- Work to be completed
All lines after the one containing "#[derive(Debug, Clone, PartialEq, Eq, Error)]", together with that line itself, should be written out exactly, down to the last line of the entries below.

[Provided information — start]

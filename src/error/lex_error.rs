use thiserror::Error;

#[derive(Debug, Clone, PartialEq, Eq, Error)]
/// Represents all errors that can occur while tokenizing an expression.
pub enum LexError {
    /// One or more characters are not part of the expression alphabet.
    #[error("Error at position {position}: Invalid character(s): {}.", quote_chars(.chars))]
    InvalidCharacter {
        /// The offending characters, sorted and without duplicates.
        chars:    Vec<char>,
        /// Byte offset of the first offending character.
        position: usize,
    },
    /// A decimal point was not followed by any digit.
    #[error("Error at position {position}: Malformed number '{literal}', expected digits after the decimal point.")]
    MalformedNumber {
        /// The literal as written, including the dangling point.
        literal:  String,
        /// Byte offset where the literal starts.
        position: usize,
    },
    /// A literal value was too large to be represented as a finite number.
    #[error("Error at position {position}: Literal '{literal}' is too large.")]
    LiteralTooLarge {
        /// The literal as written.
        literal:  String,
        /// Byte offset where the literal starts.
        position: usize,
    },
}

impl LexError {
    /// Byte offset the error refers to.
    #[must_use]
    pub const fn position(&self) -> usize {
        match self {
            Self::InvalidCharacter { position, .. }
            | Self::MalformedNumber { position, .. }
            | Self::LiteralTooLarge { position, .. } => *position,
        }
    }
}

fn quote_chars(chars: &[char]) -> String {
    chars.iter()
         .map(|c| format!("'{c}'"))
         .collect::<Vec<_>>()
         .join(", ")
}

[Provided information — finish]

- Exercise output
#[derive(Debug, Clone, PartialEq, Eq, Error)]
/// Represents all errors that can occur while tokenizing an expression.
pub enum LexError {
    /// One or more characters are not part of the expression alphabet.
    #[error("Error at position {position}: Invalid character(s): {}.", quote_chars(.chars))]
    InvalidCharacter {
        /// The offending characters, sorted and without duplicates.
        chars:    Vec<char>,
        /// Byte offset of the first offending character.
        position: usize,
    },
    /// A decimal point was not followed by any digit.
    #[error("Error at position {position}: Malformed number '{literal}', expected digits after the decimal point.")]
    MalformedNumber {
        /// The literal as written, including the dangling point.
        literal:  String,
        /// Byte offset where the literal starts.
        position: usize,
    },
    /// A literal value was too large to be represented as a finite number.
    #[error("Error at position {position}: Literal '{literal}' is too large.")]
    LiteralTooLarge {
        /// The literal as written.
        literal:  String,
        /// Byte offset where the literal starts.
        position: usize,
    },
}

impl LexError {
    /// Byte offset the error refers to.
    #[must_use]
    pub const fn position(&self) -> usize {
        match self {
            Self::InvalidCharacter { position, .. }
            | Self::MalformedNumber { position, .. }
            | Self::LiteralTooLarge { position, .. } => *position,
        }
    }
}

fn quote_chars(chars: &[char]) -> String {
    chars.iter()
         .map(|c| format!("'{c}'"))
         .collect::<Vec<_>>()
         .join(", ")
}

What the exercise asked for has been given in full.